In general he considered every trial benefial (cf. Jas 1:2), but he ascribed greater seriousness to them when explaining the particular temptations of negligence and self-conceit, which he described as devastating. Assuredly, God wills and calls all to follow Him, but not everyone accepts His call. Yet those who have accepted this calling are tested sorely, to the degree that He ordains and in proportion to the knowledge which He has given them. The negative side, which conspires against those called by God, is the love of this world which ‘is in the power of the evil one’ (1 Jn 5:19), which in its crafty and hypocritical way manages to deceive some; as for the others who are not convinced by its deceit, it attempts to stifle their will with open and unconcealed force. The merciless pressure of the ‘changes’ brought about by this evil neighbour of ours does not leave our good intention and good start intact.
There are many causes, known in detail to our Fathers, which give rise to changes: they may be natural, stemming from needs of ours which are not reprehensible, or they may be acquired, stemming from passions and demons. But whether they come from the one cause or the other, the reality is that they conspire against our will.

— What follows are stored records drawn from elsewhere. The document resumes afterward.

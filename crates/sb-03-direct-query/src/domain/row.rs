//! # Query Rows
//!
//! A direct query returns at most one row of named string columns. Which
//! column carries the payload depends on the operation kind.

use std::collections::BTreeMap;

use serde::{Deserialize, Serialize};
use shared_types::{DelegatedResponse, OperationKind};

/// Column names a signer may return.
pub mod columns {
    pub const RESULT: &str = "result";
    pub const SIGNATURE: &str = "signature";
    pub const EVENT: &str = "event";
    pub const REJECTED: &str = "rejected";
}

/// Projection payload for `GetPublicKey`, which has no body of its own.
pub const LOGIN_PAYLOAD: &str = "login";

/// One result row.
#[derive(Debug, Clone, Default, PartialEq, Eq, Serialize, Deserialize)]
#[serde(transparent)]
pub struct QueryRow {
    columns: BTreeMap<String, String>,
}

impl QueryRow {
    pub fn new() -> Self {
        Self::default()
    }

    /// Builder-style column setter.
    #[must_use]
    pub fn with(mut self, name: impl Into<String>, value: impl Into<String>) -> Self {
        self.columns.insert(name.into(), value.into());
        self
    }

    #[must_use]
    pub fn column(&self, name: &str) -> Option<&str> {
        self.columns.get(name).map(String::as_str)
    }

    #[must_use]
    pub fn has_column(&self, name: &str) -> bool {
        self.columns.contains_key(name)
    }

    /// Build from a JSON object. Scalars are stringified, `null` is skipped.
    ///
    /// Returns `None` for anything that is not an object.
    #[must_use]
    pub fn from_json(value: &serde_json::Value) -> Option<Self> {
        let object = value.as_object()?;
        let columns = object
            .iter()
            .filter_map(|(name, value)| {
                let text = match value {
                    serde_json::Value::Null => return None,
                    serde_json::Value::String(s) => s.clone(),
                    other => other.to_string(),
                };
                Some((name.clone(), text))
            })
            .collect();
        Some(Self { columns })
    }

    /// Classify this row for a request of `kind`.
    ///
    /// A `rejected` column wins regardless of its value.
    #[must_use]
    pub fn classify(&self, kind: OperationKind) -> DelegatedResponse {
        if self.has_column(columns::REJECTED) {
            return DelegatedResponse::Rejected;
        }

        let payload = match kind {
            OperationKind::SignEvent => self
                .column(columns::EVENT)
                .or_else(|| self.column(columns::SIGNATURE))
                .or_else(|| self.column(columns::RESULT)),
            _ => self
                .column(columns::RESULT)
                .or_else(|| self.column(columns::SIGNATURE)),
        };

        match payload {
            Some(payload) => DelegatedResponse::Success(payload.to_string()),
            None => DelegatedResponse::Failed(DelegatedResponse::NO_VALID_RESPONSE.to_string()),
        }
    }
}

/// Classify the outcome of a query call, row or not.
#[must_use]
pub fn classify_outcome<E>(kind: OperationKind, outcome: Result<Option<QueryRow>, E>) -> DelegatedResponse {
    match outcome {
        Ok(Some(row)) => row.classify(kind),
        Ok(None) | Err(_) => DelegatedResponse::Failed(DelegatedResponse::NO_RESPONSE.to_string()),
    }
}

In this uninterrupted tug-of-war trials are constantly present. None of those who sail this stormy sea of life remains untouched by the struggle with them. Inexperience, ignorance, weakness, the weight of our flesh of clay, our evil past, the passions, our habits and in addition the devil – all these evils change and check our right intention and vitiate our good purpose. ‘The law of sin which dwells in our members’ (Rom. 7:23), which is ‘the imagination of our heart which is evil from our youth’ (Gen. 8:21) slackens our progress along the good course marked out by our calling from God and the nobility of our intention. There is now no other way of waking us up and pushing us forward except for ‘contractual afflictions’, which are properly called trials.